In the records below, find the line with "repository 1a6a3b2fc97bc344" and the line with "in the catalog."; return exactly those lines and every line between them.

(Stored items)
──────────
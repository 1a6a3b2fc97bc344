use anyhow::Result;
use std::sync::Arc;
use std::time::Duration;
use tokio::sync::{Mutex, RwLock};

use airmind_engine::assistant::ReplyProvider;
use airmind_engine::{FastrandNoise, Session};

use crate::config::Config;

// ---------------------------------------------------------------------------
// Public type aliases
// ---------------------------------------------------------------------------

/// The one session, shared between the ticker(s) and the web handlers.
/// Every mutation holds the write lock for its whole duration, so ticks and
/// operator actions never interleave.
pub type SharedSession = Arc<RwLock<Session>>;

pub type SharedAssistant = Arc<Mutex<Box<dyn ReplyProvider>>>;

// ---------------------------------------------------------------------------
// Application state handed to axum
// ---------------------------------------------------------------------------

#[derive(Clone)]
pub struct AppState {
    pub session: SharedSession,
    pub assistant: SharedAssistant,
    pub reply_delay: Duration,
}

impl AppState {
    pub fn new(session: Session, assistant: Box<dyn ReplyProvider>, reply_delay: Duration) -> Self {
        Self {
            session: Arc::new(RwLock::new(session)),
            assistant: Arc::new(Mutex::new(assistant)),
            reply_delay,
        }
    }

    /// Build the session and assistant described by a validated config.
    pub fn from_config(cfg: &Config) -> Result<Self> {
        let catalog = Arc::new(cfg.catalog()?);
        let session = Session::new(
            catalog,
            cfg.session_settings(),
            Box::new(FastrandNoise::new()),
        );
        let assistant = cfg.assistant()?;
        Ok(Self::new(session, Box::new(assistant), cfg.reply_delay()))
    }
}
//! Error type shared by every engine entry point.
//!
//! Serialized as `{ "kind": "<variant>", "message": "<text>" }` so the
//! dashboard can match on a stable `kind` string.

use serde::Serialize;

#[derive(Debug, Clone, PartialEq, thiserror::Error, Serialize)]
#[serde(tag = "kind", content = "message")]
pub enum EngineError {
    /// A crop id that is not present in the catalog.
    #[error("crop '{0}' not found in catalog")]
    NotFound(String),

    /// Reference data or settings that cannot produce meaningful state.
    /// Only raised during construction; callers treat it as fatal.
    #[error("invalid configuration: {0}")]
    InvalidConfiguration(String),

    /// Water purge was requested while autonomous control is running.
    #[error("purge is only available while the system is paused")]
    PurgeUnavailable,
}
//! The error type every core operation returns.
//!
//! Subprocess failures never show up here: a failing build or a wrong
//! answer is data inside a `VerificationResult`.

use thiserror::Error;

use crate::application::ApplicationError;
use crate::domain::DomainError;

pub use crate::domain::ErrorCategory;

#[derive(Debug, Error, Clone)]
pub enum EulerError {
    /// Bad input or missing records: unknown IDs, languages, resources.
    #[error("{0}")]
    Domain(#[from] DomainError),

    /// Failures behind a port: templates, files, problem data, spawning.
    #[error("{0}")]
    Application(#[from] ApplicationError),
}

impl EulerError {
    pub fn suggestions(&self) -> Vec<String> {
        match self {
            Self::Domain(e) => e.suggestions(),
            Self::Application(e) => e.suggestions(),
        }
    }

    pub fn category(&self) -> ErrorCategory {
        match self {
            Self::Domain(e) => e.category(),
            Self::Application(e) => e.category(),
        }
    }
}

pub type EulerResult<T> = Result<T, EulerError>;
──────────
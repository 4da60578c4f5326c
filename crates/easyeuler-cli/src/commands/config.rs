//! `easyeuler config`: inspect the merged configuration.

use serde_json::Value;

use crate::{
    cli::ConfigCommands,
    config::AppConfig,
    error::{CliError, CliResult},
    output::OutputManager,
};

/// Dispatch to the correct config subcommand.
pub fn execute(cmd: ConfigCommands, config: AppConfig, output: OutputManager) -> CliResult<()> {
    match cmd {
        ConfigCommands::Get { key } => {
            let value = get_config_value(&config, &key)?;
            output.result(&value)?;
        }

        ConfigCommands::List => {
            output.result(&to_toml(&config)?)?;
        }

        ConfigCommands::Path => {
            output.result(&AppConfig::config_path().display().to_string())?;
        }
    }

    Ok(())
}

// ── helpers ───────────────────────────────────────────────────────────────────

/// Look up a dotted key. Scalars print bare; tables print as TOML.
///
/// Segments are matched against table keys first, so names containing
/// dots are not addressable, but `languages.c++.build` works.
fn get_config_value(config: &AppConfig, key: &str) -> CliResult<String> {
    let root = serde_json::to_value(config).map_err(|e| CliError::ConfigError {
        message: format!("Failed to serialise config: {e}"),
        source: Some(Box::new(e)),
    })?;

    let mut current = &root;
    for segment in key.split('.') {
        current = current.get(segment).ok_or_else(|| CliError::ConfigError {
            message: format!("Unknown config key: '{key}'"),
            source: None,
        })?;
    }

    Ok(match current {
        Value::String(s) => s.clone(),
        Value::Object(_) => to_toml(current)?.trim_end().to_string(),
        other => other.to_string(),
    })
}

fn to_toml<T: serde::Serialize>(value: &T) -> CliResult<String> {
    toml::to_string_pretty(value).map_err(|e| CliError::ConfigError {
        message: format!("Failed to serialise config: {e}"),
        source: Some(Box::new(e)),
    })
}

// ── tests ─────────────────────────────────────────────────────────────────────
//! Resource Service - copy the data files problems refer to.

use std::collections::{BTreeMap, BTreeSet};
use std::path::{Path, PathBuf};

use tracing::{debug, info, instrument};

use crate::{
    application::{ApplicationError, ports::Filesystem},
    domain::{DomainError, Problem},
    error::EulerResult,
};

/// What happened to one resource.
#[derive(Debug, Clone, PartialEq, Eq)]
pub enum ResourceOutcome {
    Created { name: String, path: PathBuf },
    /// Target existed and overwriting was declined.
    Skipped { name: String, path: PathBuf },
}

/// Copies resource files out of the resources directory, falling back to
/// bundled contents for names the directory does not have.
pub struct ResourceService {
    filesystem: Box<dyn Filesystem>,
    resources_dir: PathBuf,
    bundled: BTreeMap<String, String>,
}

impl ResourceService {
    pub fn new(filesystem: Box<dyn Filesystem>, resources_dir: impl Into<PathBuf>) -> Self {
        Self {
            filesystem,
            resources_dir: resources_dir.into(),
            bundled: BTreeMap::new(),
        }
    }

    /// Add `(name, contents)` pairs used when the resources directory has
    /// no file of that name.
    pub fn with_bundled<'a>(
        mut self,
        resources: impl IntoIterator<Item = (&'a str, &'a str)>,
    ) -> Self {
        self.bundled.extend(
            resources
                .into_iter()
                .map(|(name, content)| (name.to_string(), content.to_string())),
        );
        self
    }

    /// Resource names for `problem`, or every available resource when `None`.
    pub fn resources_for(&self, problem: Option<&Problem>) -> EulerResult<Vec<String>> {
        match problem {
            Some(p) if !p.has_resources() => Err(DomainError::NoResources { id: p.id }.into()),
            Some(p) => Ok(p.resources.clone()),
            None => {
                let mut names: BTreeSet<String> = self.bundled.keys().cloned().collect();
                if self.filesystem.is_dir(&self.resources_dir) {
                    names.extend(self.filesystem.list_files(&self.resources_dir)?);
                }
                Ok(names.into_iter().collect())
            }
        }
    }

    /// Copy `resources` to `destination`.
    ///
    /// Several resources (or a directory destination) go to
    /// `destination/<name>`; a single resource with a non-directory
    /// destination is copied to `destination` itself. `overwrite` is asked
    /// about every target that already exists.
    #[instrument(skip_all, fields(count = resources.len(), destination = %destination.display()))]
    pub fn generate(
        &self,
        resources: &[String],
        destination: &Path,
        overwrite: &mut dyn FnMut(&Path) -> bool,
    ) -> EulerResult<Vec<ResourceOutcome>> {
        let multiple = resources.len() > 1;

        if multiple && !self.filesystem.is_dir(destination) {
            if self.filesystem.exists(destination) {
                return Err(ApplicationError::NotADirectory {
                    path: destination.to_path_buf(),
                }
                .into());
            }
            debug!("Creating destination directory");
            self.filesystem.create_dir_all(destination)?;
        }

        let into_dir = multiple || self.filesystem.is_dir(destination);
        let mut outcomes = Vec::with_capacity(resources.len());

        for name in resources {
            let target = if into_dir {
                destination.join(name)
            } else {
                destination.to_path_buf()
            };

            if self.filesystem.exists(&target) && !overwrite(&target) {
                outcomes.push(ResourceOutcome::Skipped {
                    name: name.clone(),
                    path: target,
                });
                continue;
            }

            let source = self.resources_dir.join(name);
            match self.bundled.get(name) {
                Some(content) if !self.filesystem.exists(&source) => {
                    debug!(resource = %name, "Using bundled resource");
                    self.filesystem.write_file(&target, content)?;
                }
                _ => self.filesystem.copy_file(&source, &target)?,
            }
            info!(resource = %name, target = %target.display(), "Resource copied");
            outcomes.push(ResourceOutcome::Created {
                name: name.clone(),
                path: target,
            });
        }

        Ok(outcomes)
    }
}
──────────
_Solution for this problem_:
repository 1a6a3b2fc97bc344
use anyhow::Result;
use std::sync::Arc;
use std::time::Duration;
use tokio::sync::{Mutex, RwLock};

use airmind_engine::assistant::ReplyProvider;
use airmind_engine::{FastrandNoise, Session};

use crate::config::Config;

// ---------------------------------------------------------------------------
// Public type aliases
// ---------------------------------------------------------------------------

/// The one session, shared between the ticker(s) and the web handlers.
/// Every mutation holds the write lock for its whole duration, so ticks and
/// operator actions never interleave.
pub type SharedSession = Arc<RwLock<Session>>;

pub type SharedAssistant = Arc<Mutex<Box<dyn ReplyProvider>>>;

// ---------------------------------------------------------------------------
// Application state handed to axum
// ---------------------------------------------------------------------------

#[derive(Clone)]
pub struct AppState {
    pub session: SharedSession,
    pub assistant: SharedAssistant,
    pub reply_delay: Duration,
}

impl AppState {
    pub fn new(session: Session, assistant: Box<dyn ReplyProvider>, reply_delay: Duration) -> Self {
        Self {
            session: Arc::new(RwLock::new(session)),
            assistant: Arc::new(Mutex::new(assistant)),
            reply_delay,
        }
    }

    /// Build the session and assistant described by a validated config.
    pub fn from_config(cfg: &Config) -> Result<Self> {
        let catalog = Arc::new(cfg.catalog()?);
        let session = Session::new(
            catalog,
            cfg.session_settings(),
            Box::new(FastrandNoise::new()),
        );
        let assistant = cfg.assistant()?;
        Ok(Self::new(session, Box::new(assistant), cfg.reply_delay()))
    }
}
//! Error type shared by every engine entry point.
//!
//! Serialized as `{ "kind": "<variant>", "message": "<text>" }` so the
//! dashboard can match on a stable `kind` string.

use serde::Serialize;

#[derive(Debug, Clone, PartialEq, thiserror::Error, Serialize)]
#[serde(tag = "kind", content = "message")]
pub enum EngineError {
    /// A crop id that is not present in the catalog.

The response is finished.